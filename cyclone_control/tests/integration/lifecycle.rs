//! Stop, disconnect, teardown and degraded links.

use super::support::{Harness, periodic};
use cyclone_common::state::{ModeKind, SessionState};
use cyclone_common::transport::TransportError;
use cyclone_control::SchedulerTiming;
use cyclone_control::presentation::Severity;
use cyclone_control::rng::ScriptedRandom;
use std::time::Duration;

async fn running() -> Harness {
    let mut h = Harness::new(periodic(50, 0, 10, 0), ScriptedRandom::new());
    h.scheduler.connect().await.unwrap();
    h.scheduler.start_mode(ModeKind::Periodic).unwrap();
    for _ in 0..3 {
        h.scheduler.tick().await.unwrap();
    }
    h
}

#[tokio::test(start_paused = true)]
async fn stop_mode_sends_exactly_one_stop() {
    let mut h = running().await;
    h.probe.clear_packets();

    h.scheduler.stop_mode().await.unwrap();
    assert_eq!(h.probe.values(), vec![0]);
    assert_eq!(h.scheduler.state(), SessionState::ConnectedIdle);
    assert_eq!(h.scheduler.active_mode(), None);

    // idle: ticks do nothing
    assert!(h.scheduler.tick().await.is_none());
    assert_eq!(h.probe.values(), vec![0]);
    assert!(!h.panel.controls().mode_active);
}

#[tokio::test(start_paused = true)]
async fn toggle_starts_and_stops() {
    let mut h = Harness::new(periodic(20, 0, 10, 0), ScriptedRandom::new());
    h.scheduler.connect().await.unwrap();

    h.scheduler.toggle_mode(ModeKind::Periodic).await.unwrap();
    assert_eq!(h.scheduler.active_mode(), Some(ModeKind::Periodic));
    assert!(h.panel.controls().mode_active);

    h.scheduler.toggle_mode(ModeKind::Periodic).await.unwrap();
    assert_eq!(h.scheduler.state(), SessionState::ConnectedIdle);
    assert_eq!(h.probe.values(), vec![0]);
}

#[tokio::test(start_paused = true)]
async fn disconnect_sends_courtesy_stop() {
    let mut h = running().await;
    h.probe.clear_packets();

    h.scheduler.disconnect().await.unwrap();
    assert_eq!(h.probe.values(), vec![0]);
    assert_eq!(h.scheduler.state(), SessionState::Disconnected);
    assert!(!h.probe.is_connected());
    assert_eq!(h.panel.status().text, "Not connected");
    assert!(h.status_texts().iter().any(|t| t == "Disconnecting..."));
}

#[tokio::test(start_paused = true)]
async fn disconnect_completes_when_stop_fails() {
    let mut h = running().await;
    h.probe.clear_packets();
    h.probe.fail_next_sends(1);

    h.scheduler.disconnect().await.unwrap();
    assert_eq!(h.scheduler.state(), SessionState::Disconnected);
    assert!(h.probe.packets().is_empty());
    assert!(!h.probe.is_connected());
    assert!(h.panel.controls().connect_enabled);
}

#[tokio::test(start_paused = true)]
async fn disconnect_error_is_swallowed() {
    let mut h = running().await;
    h.probe.set_fail_disconnect(true);

    h.scheduler.disconnect().await.unwrap();
    assert_eq!(h.scheduler.state(), SessionState::Disconnected);
    assert!(!h.probe.is_connected());
}

#[tokio::test(start_paused = true)]
async fn hung_disconnect_still_drops_link_session() {
    let timing = SchedulerTiming {
        send_timeout: Duration::from_millis(300),
        ..SchedulerTiming::default()
    };
    let mut h = Harness::with_timing(periodic(50, 0, 10, 0), ScriptedRandom::new(), timing);
    h.scheduler.connect().await.unwrap();
    h.probe.hang_disconnect(true);

    h.scheduler.disconnect().await.unwrap();
    assert_eq!(h.scheduler.state(), SessionState::Disconnected);
    assert!(!h.probe.is_connected());
    assert_eq!(h.panel.status().text, "Not connected");

    // a new connect really opens a new session
    h.probe.hang_disconnect(false);
    h.scheduler.connect().await.unwrap();
    assert_eq!(h.scheduler.state(), SessionState::ConnectedIdle);
    assert_eq!(h.probe.connects(), 2);
}

#[tokio::test(start_paused = true)]
async fn stalled_send_times_out_and_loop_continues() {
    let timing = SchedulerTiming {
        send_timeout: Duration::from_millis(300),
        ..SchedulerTiming::default()
    };
    let mut h = Harness::with_timing(periodic(50, 0, 10, 0), ScriptedRandom::new(), timing);
    h.scheduler.connect().await.unwrap();
    h.scheduler.start_mode(ModeKind::Periodic).unwrap();

    h.probe.stall_sends(Some(Duration::from_secs(5)));
    let report = h.scheduler.tick().await.unwrap();
    assert_eq!(report.error, Some(TransportError::Timeout(Duration::from_millis(300))));
    assert_eq!(h.scheduler.stats().timeouts, 1);
    assert_eq!(h.scheduler.state(), SessionState::ConnectedActive);
    assert_eq!(h.panel.status().severity, Severity::Warning);
    assert!(h.probe.packets().is_empty());

    h.probe.stall_sends(None);
    let report = h.scheduler.tick().await.unwrap();
    assert!(report.delivered());
    assert_eq!(h.panel.status().text, "Connected");
    assert_eq!(h.probe.values(), vec![50]);
}

#[tokio::test(start_paused = true)]
async fn failed_sends_do_not_disconnect() {
    let mut h = running().await;
    h.probe.fail_next_sends(3);
    for _ in 0..3 {
        let report = h.scheduler.tick().await.unwrap();
        assert!(matches!(report.error, Some(TransportError::SendFailed(_))));
    }
    assert_eq!(h.scheduler.state(), SessionState::ConnectedActive);
    assert_eq!(h.scheduler.stats().failed_sends, 3);
    assert_eq!(h.scheduler.stats().consecutive_failures, 3);

    // one warning for the whole streak
    let warnings = h
        .panel
        .history()
        .iter()
        .filter(|s| s.severity == Severity::Warning)
        .count();
    assert_eq!(warnings, 1);

    let telemetry = h.panel.telemetry().unwrap();
    assert!(telemetry.send_error.is_some());
}

#[tokio::test(start_paused = true)]
async fn dropped_link_reports_not_connected() {
    let mut h = running().await;
    h.probe.drop_link();
    let sends = h.scheduler.stats().sends;

    let report = h.scheduler.tick().await.unwrap();
    assert_eq!(report.error, Some(TransportError::NotConnected));
    assert_eq!(h.scheduler.state(), SessionState::ConnectedActive);
    // nothing reached the link
    assert_eq!(h.scheduler.stats().sends, sends);
    assert_eq!(h.scheduler.stats().failed_sends, 1);

    h.scheduler.disconnect().await.unwrap();
    assert_eq!(h.scheduler.state(), SessionState::Disconnected);
}

#[tokio::test(start_paused = true)]
async fn shutdown_stops_and_disconnects() {
    let mut h = running().await;
    h.scheduler.shutdown().await;
    assert_eq!(h.scheduler.state(), SessionState::Disconnected);
    assert_eq!(h.probe.values().last(), Some(&0));
    assert!(!h.probe.is_connected());

    // shutdown while disconnected is a no-op
    let sent = h.probe.packets().len();
    h.scheduler.shutdown().await;
    assert_eq!(h.probe.packets().len(), sent);
}
//! Name → factory table for link drivers.
//!
//! The binary builds one registry at startup, opens the driver named in
//! `[link] driver` and hands the resulting `Box<dyn Transport>` to the
//! scheduler. Tests build their own registries; there is no global table.

use cyclone_common::config::LinkConfig;
use cyclone_common::transport::{Transport, TransportError, TransportFactory};
use std::collections::BTreeMap;
use tracing::{debug, info};

use crate::drivers::register_all_drivers;

/// Known link drivers, keyed by name.
#[derive(Default)]
pub struct DriverRegistry {
    drivers: BTreeMap<&'static str, TransportFactory>,
}

impl DriverRegistry {
    /// Registry without any drivers.
    pub fn new() -> Self {
        Self::default()
    }

    /// Registry preloaded with the drivers shipped in this crate.
    pub fn with_builtin_drivers() -> Self {
        let mut registry = Self::new();
        register_all_drivers(&mut registry);
        registry
    }

    /// Add `factory` under `name`.
    ///
    /// # Panics
    /// When `name` is taken; two drivers sharing a name is a build mistake.
    pub fn register(&mut self, name: &'static str, factory: TransportFactory) {
        if self.drivers.insert(name, factory).is_some() {
            panic!("link driver '{name}' registered twice");
        }
        debug!("Registered link driver '{name}'");
    }

    /// Whether `name` is known.
    pub fn contains(&self, name: &str) -> bool {
        self.drivers.contains_key(name)
    }

    /// Build a fresh, uninitialized driver.
    ///
    /// # Errors
    /// `TransportError::DriverNotFound` for unknown names.
    pub fn instantiate(&self, name: &str) -> Result<Box<dyn Transport>, TransportError> {
        match self.drivers.get(name) {
            Some(factory) => Ok(factory()),
            None => Err(TransportError::DriverNotFound(format!(
                "{name} (available: {})",
                self.names().join(", ")
            ))),
        }
    }

    /// Build the driver named by `config.driver` and run its `init`.
    ///
    /// # Errors
    /// `DriverNotFound` for unknown names, or the driver's own `init` error.
    pub fn open(&self, config: &LinkConfig) -> Result<Box<dyn Transport>, TransportError> {
        let mut driver = self.instantiate(&config.driver)?;
        driver.init(config)?;
        info!("Link driver ready: {} v{}", driver.name(), driver.version());
        Ok(driver)
    }

    /// Registered names, sorted.
    pub fn names(&self) -> Vec<&'static str> {
        self.drivers.keys().copied().collect()
    }
}
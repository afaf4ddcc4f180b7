//! Prelude module for common re-exports.
//!
//! ```rust
//! use cyclone_common::prelude::*;
//! ```

// ─── Wire codec ─────────────────────────────────────────────────────
pub use crate::command::{CommandPacket, CommandState, Direction, PacketError, encode};

// ─── Configuration ──────────────────────────────────────────────────
pub use crate::config::{AppConfig, ConfigError, ConfigLoader, LinkConfig, LogLevel};
pub use crate::types::{DeviceId, PeriodicConfig, PeriodicField};

// ─── Session ────────────────────────────────────────────────────────
pub use crate::state::{ModeKind, SessionState};

// ─── Transport port ─────────────────────────────────────────────────
pub use crate::transport::{Transport, TransportDiagnostics, TransportError, TransportFactory};

// ─── System Constants ───────────────────────────────────────────────
pub use crate::consts::{MAX_SPEED, STOP_CODE};
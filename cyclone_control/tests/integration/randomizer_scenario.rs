//! Autonomous randomizer through the full send path.

use super::support::{Harness, periodic};
use cyclone_common::command::{CommandState, Direction};
use cyclone_common::state::ModeKind;
use cyclone_control::rng::{ScriptedRandom, SystemRandom};

#[tokio::test(start_paused = true)]
async fn halt_tier_sends_stop_code() {
    // change 0.5 (speed is 0, so re-roll), tier draw 0.15 → halt
    let rng = ScriptedRandom::new().with_units([0.5, 0.15]);
    let mut h = Harness::new(periodic(0, 0, 10, 0), rng);
    h.scheduler.connect().await.unwrap();
    h.scheduler.start_mode(ModeKind::Randomizer).unwrap();

    let report = h.scheduler.tick().await.unwrap();
    assert_eq!(report.command, CommandState::STOP);
    assert!(report.packet.is_stop());
    assert_eq!(h.probe.values(), vec![0]);
}

#[tokio::test(start_paused = true)]
async fn tier_then_walk_then_hold() {
    let rng = ScriptedRandom::new()
        // tick 1: re-roll (speed 0) into cruise, flip
        .with_units([0.5, 0.3])
        // tick 2: walk, flip
        .with_units([0.4])
        // tick 3: walk, hold
        .with_units([0.95])
        .with_ints([50, 3, -2]);
    let mut h = Harness::new(periodic(0, 0, 10, 0), rng);
    h.scheduler.connect().await.unwrap();
    h.scheduler.start_mode(ModeKind::Randomizer).unwrap();

    let mut commands = Vec::new();
    for _ in 0..3 {
        commands.push(h.scheduler.tick().await.unwrap().command);
    }
    assert_eq!(
        commands,
        vec![
            CommandState::new(50, Direction::Reverse),
            CommandState::new(53, Direction::Forward),
            CommandState::new(51, Direction::Forward),
        ]
    );
    assert_eq!(h.probe.values(), vec![178, 53, 51]);
}

#[tokio::test(start_paused = true)]
async fn restart_resets_runtime() {
    let rng = ScriptedRandom::new()
        .with_units([0.5, 0.9])
        .with_ints([90])
        // after restart the runtime is back at speed 0: re-roll again
        .with_units([0.95, 0.3])
        .with_ints([45]);
    let mut h = Harness::new(periodic(0, 0, 10, 0), rng);
    h.scheduler.connect().await.unwrap();

    h.scheduler.start_mode(ModeKind::Randomizer).unwrap();
    assert_eq!(h.scheduler.tick().await.unwrap().command.speed, 90);
    h.scheduler.stop_mode().await.unwrap();

    h.scheduler.start_mode(ModeKind::Randomizer).unwrap();
    let command = h.scheduler.tick().await.unwrap().command;
    assert_eq!(command, CommandState::new(45, Direction::Forward));
}

#[tokio::test(start_paused = true)]
async fn every_packet_is_in_band() {
    let mut h = Harness::new(periodic(0, 0, 10, 0), SystemRandom::seeded(2024));
    h.scheduler.connect().await.unwrap();
    h.scheduler.start_mode(ModeKind::Randomizer).unwrap();

    for _ in 0..2_000 {
        let report = h.scheduler.tick().await.unwrap();
        let v = report.packet.value();
        assert!(v <= 100 || (128..=228).contains(&v), "value {v} out of band");
        assert_eq!(report.command.speed == 0, v == 0);
    }
    assert_eq!(h.probe.packets().len(), 2_000);
    assert_eq!(h.scheduler.stats().failed_sends, 0);
}
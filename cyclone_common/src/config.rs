//! Configuration loading traits and types.
//!
//! Configuration is read once at startup from an optional TOML file. Every
//! field has a default, so running without a file is the normal case. Nothing
//! is ever written back.
//!
//! # Usage
//!
//! ```rust,no_run
//! use cyclone_common::config::{AppConfig, ConfigError};
//! use std::path::Path;
//!
//! fn main() -> Result<(), ConfigError> {
//!     let config = AppConfig::load_or_default(Some(Path::new("cyclone.toml")))?;
//!     println!("Driver: {}", config.link.driver);
//!     Ok(())
//! }
//! ```

use crate::consts::{
    DEFAULT_DRIVER, DEFAULT_SERVICE_NAME, DISCOVERY_TIMEOUT_MS, PANEL_REFRESH_MS,
    PERIODIC_TICK_MS, RANDOMIZER_TICK_MS, SEND_TIMEOUT_MS,
};
use crate::types::PeriodicConfig;
use serde::{Deserialize, Serialize};
use std::collections::HashMap;
use std::path::Path;
use std::time::Duration;
use thiserror::Error;

/// Error type for configuration loading operations.
#[derive(Debug, Clone, Error)]
pub enum ConfigError {
    /// Configuration file not found at specified path.
    #[error("Configuration file not found")]
    FileNotFound,

    /// TOML parsing failed.
    #[error("Failed to parse configuration: {0}")]
    ParseError(String),

    /// Semantic validation failed.
    #[error("Configuration validation failed: {0}")]
    ValidationError(String),
}

/// Log level for application logging.
///
/// Uses lowercase serde values for TOML compatibility.
#[derive(Debug, Clone, Copy, PartialEq, Eq, Serialize, Deserialize, Default)]
#[serde(rename_all = "lowercase")]
pub enum LogLevel {
    /// Most verbose, detailed tracing information.
    Trace,
    /// Debug information useful during development.
    Debug,
    /// General information about application operation.
    #[default]
    Info,
    /// Warning messages for potentially problematic situations.
    Warn,
    /// Error messages for serious problems.
    Error,
}

impl LogLevel {
    /// Directive string understood by `tracing_subscriber::EnvFilter`.
    pub const fn as_directive(self) -> &'static str {
        match self {
            Self::Trace => "trace",
            Self::Debug => "debug",
            Self::Info => "info",
            Self::Warn => "warn",
            Self::Error => "error",
        }
    }
}

fn default_service_name() -> String {
    DEFAULT_SERVICE_NAME.to_string()
}

/// Common configuration fields.
///
/// # TOML Example
///
/// ```toml
/// [shared]
/// log_level = "debug"
/// service_name = "cyclone-bench-01"
/// ```
#[derive(Debug, Clone, Serialize, Deserialize)]
pub struct SharedConfig {
    /// Logging verbosity level.
    #[serde(default)]
    pub log_level: LogLevel,

    /// Application instance identifier.
    #[serde(default = "default_service_name")]
    pub service_name: String,
}

impl Default for SharedConfig {
    fn default() -> Self {
        Self {
            log_level: LogLevel::default(),
            service_name: default_service_name(),
        }
    }
}

impl SharedConfig {
    /// Validate the configuration.
    ///
    /// # Errors
    ///
    /// Returns `ConfigError::ValidationError` if `service_name` is empty.
    pub fn validate(&self) -> Result<(), ConfigError> {
        if self.service_name.is_empty() {
            return Err(ConfigError::ValidationError(
                "service_name cannot be empty".to_string(),
            ));
        }
        Ok(())
    }
}

fn default_driver() -> String {
    DEFAULT_DRIVER.to_string()
}

fn default_discovery_timeout_ms() -> u64 {
    DISCOVERY_TIMEOUT_MS
}

fn default_send_timeout_ms() -> u64 {
    SEND_TIMEOUT_MS
}

/// Transport link configuration.
#[derive(Debug, Clone, Serialize, Deserialize)]
pub struct LinkConfig {
    /// Transport driver to load (e.g. "simulation").
    #[serde(default = "default_driver")]
    pub driver: String,

    /// How long discovery may search for the device.
    #[serde(default = "default_discovery_timeout_ms")]
    pub discovery_timeout_ms: u64,

    /// Upper bound on a single command write.
    #[serde(default = "default_send_timeout_ms")]
    pub send_timeout_ms: u64,

    /// Per-driver configuration sections.
    /// Key = driver name, Value = driver-specific TOML table.
    #[serde(default)]
    pub driver_config: HashMap<String, toml::Value>,
}

impl Default for LinkConfig {
    fn default() -> Self {
        Self {
            driver: default_driver(),
            discovery_timeout_ms: DISCOVERY_TIMEOUT_MS,
            send_timeout_ms: SEND_TIMEOUT_MS,
            driver_config: HashMap::new(),
        }
    }
}

impl LinkConfig {
    /// Discovery timeout as `Duration`.
    pub fn discovery_timeout(&self) -> Duration {
        Duration::from_millis(self.discovery_timeout_ms)
    }

    /// Send timeout as `Duration`.
    pub fn send_timeout(&self) -> Duration {
        Duration::from_millis(self.send_timeout_ms)
    }

    /// Driver-specific table for `driver`, if present.
    pub fn driver_section(&self, driver: &str) -> Option<&toml::Value> {
        self.driver_config.get(driver)
    }
}

fn default_periodic_tick_ms() -> u64 {
    PERIODIC_TICK_MS
}

/// `[periodic]` section: cadence plus the initial oscillator settings.
#[derive(Debug, Clone, Serialize, Deserialize)]
pub struct PeriodicSection {
    /// Tick interval of the periodic engine.
    #[serde(default = "default_periodic_tick_ms")]
    pub tick_interval_ms: u64,

    /// Initial operator settings.
    #[serde(flatten)]
    pub initial: PeriodicConfig,
}

impl Default for PeriodicSection {
    fn default() -> Self {
        Self {
            tick_interval_ms: PERIODIC_TICK_MS,
            initial: PeriodicConfig::default(),
        }
    }
}

fn default_randomizer_tick_ms() -> u64 {
    RANDOMIZER_TICK_MS
}

/// `[randomizer]` section.
#[derive(Debug, Clone, Serialize, Deserialize)]
pub struct RandomizerSection {
    /// Tick interval of the randomizer engine.
    #[serde(default = "default_randomizer_tick_ms")]
    pub tick_interval_ms: u64,
}

impl Default for RandomizerSection {
    fn default() -> Self {
        Self {
            tick_interval_ms: RANDOMIZER_TICK_MS,
        }
    }
}

fn default_refresh_ms() -> u64 {
    PANEL_REFRESH_MS
}

/// `[console]` section.
#[derive(Debug, Clone, Serialize, Deserialize)]
pub struct ConsoleSection {
    /// How often the console panel redraws.
    #[serde(default = "default_refresh_ms")]
    pub refresh_interval_ms: u64,
}

impl Default for ConsoleSection {
    fn default() -> Self {
        Self {
            refresh_interval_ms: PANEL_REFRESH_MS,
        }
    }
}

/// Complete application configuration.
///
/// # TOML Example
///
/// ```toml
/// [shared]
/// log_level = "info"
///
/// [link]
/// driver = "simulation"
/// send_timeout_ms = 1000
///
/// [periodic]
/// tick_interval_ms = 100
/// base_speed = 40
///
/// [randomizer]
/// tick_interval_ms = 500
/// ```
#[derive(Debug, Clone, Default, Serialize, Deserialize)]
pub struct AppConfig {
    /// Shared fields.
    #[serde(default)]
    pub shared: SharedConfig,
    /// Transport link.
    #[serde(default)]
    pub link: LinkConfig,
    /// Periodic oscillator.
    #[serde(default)]
    pub periodic: PeriodicSection,
    /// Autonomous randomizer.
    #[serde(default)]
    pub randomizer: RandomizerSection,
    /// Console front end.
    #[serde(default)]
    pub console: ConsoleSection,
}

impl AppConfig {
    /// Load from `path` when given, otherwise return defaults. Always validated.
    ///
    /// # Errors
    /// Propagates `ConfigLoader::load` errors and validation failures.
    pub fn load_or_default(path: Option<&Path>) -> Result<Self, ConfigError> {
        let config = match path {
            Some(path) => <Self as ConfigLoader>::load(path)?,
            None => Self::default(),
        };
        config.validate()?;
        Ok(config)
    }

    /// Validate the configuration.
    ///
    /// # Validation Rules
    /// 1. `shared.service_name` not empty
    /// 2. `link.driver` not empty
    /// 3. All intervals and timeouts > 0
    /// 4. Initial periodic settings within range
    pub fn validate(&self) -> Result<(), ConfigError> {
        self.shared.validate()?;

        if self.link.driver.is_empty() {
            return Err(ConfigError::ValidationError(
                "link.driver cannot be empty".to_string(),
            ));
        }

        let intervals = [
            ("link.discovery_timeout_ms", self.link.discovery_timeout_ms),
            ("link.send_timeout_ms", self.link.send_timeout_ms),
            ("periodic.tick_interval_ms", self.periodic.tick_interval_ms),
            ("randomizer.tick_interval_ms", self.randomizer.tick_interval_ms),
            ("console.refresh_interval_ms", self.console.refresh_interval_ms),
        ];
        for (name, value) in intervals {
            if value == 0 {
                return Err(ConfigError::ValidationError(format!(
                    "{name} must be greater than 0"
                )));
            }
        }

        self.periodic.initial.validate()
    }

    /// Periodic engine tick interval.
    pub fn periodic_tick(&self) -> Duration {
        Duration::from_millis(self.periodic.tick_interval_ms)
    }

    /// Randomizer engine tick interval.
    pub fn randomizer_tick(&self) -> Duration {
        Duration::from_millis(self.randomizer.tick_interval_ms)
    }

    /// Console refresh interval.
    pub fn refresh_interval(&self) -> Duration {
        Duration::from_millis(self.console.refresh_interval_ms)
    }
}

/// Trait for loading configuration from TOML files.
///
/// # Contract
///
/// - Returns `ConfigError::FileNotFound` if the file does not exist
/// - Returns `ConfigError::ParseError` if TOML syntax is invalid
pub trait ConfigLoader: Sized + serde::de::DeserializeOwned {
    /// Load configuration from a TOML file.
    fn load(path: &Path) -> Result<Self, ConfigError> {
        let content = std::fs::read_to_string(path).map_err(|e| {
            if e.kind() == std::io::ErrorKind::NotFound {
                ConfigError::FileNotFound
            } else {
                ConfigError::ParseError(e.to_string())
            }
        })?;

        Self::from_toml(&content)
    }

    /// Parse configuration from a TOML string.
    fn from_toml(content: &str) -> Result<Self, ConfigError> {
        toml::from_str(content).map_err(|e| ConfigError::ParseError(e.to_string()))
    }
}

// Blanket implementation for all types that implement DeserializeOwned.
impl<T: serde::de::DeserializeOwned> ConfigLoader for T {}
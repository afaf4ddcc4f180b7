//! Simulation driver options, read from `[link.driver_config.simulation]`.

use cyclone_common::consts::DEVICE_ADDRESS;
use cyclone_common::transport::TransportError;
use serde::Deserialize;
use std::time::Duration;

/// Behaviour knobs of the simulated actuator.
///
/// # TOML Example
///
/// ```toml
/// [link.driver_config.simulation]
/// visible_devices = ["E2:4D:31:4C:FE:26"]
/// discovery_delay_ms = 200
/// refuse_connection = false
/// send_latency_ms = 2
/// fail_every_nth_send = 0
/// ```
#[derive(Debug, Clone, PartialEq, Eq, Deserialize)]
#[serde(default, deny_unknown_fields)]
pub struct SimulationOptions {
    /// Addresses discovery can see.
    pub visible_devices: Vec<String>,
    /// Time discovery takes to find a visible device.
    pub discovery_delay_ms: u64,
    /// Found devices refuse the connection.
    pub refuse_connection: bool,
    /// Time every write takes.
    pub send_latency_ms: u64,
    /// Every Nth write fails (0 = never).
    pub fail_every_nth_send: u32,
}

impl Default for SimulationOptions {
    fn default() -> Self {
        Self {
            visible_devices: vec![DEVICE_ADDRESS.to_string()],
            discovery_delay_ms: 200,
            refuse_connection: false,
            send_latency_ms: 0,
            fail_every_nth_send: 0,
        }
    }
}

impl SimulationOptions {
    /// Parse options from the driver's TOML section; `None` yields defaults.
    ///
    /// # Errors
    /// `TransportError::ConfigError` when the section has unknown or mistyped keys.
    pub fn from_section(section: Option<&toml::Value>) -> Result<Self, TransportError> {
        match section {
            Some(value) => value
                .clone()
                .try_into()
                .map_err(|e| TransportError::ConfigError(format!("simulation: {e}"))),
            None => Ok(Self::default()),
        }
    }

    /// Discovery delay as `Duration`.
    pub fn discovery_delay(&self) -> Duration {
        Duration::from_millis(self.discovery_delay_ms)
    }

    /// Write latency as `Duration`.
    pub fn send_latency(&self) -> Duration {
        Duration::from_millis(self.send_latency_ms)
    }
}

= = = = =

## Task to complete
Your answer should consist of the lines from the material that contain "SystemRandom".

## Task result
use cyclone_control::rng::{ScriptedRandom, SystemRandom};
    let mut h = Harness::new(periodic(0, 0, 10, 0), SystemRandom::seeded(2024));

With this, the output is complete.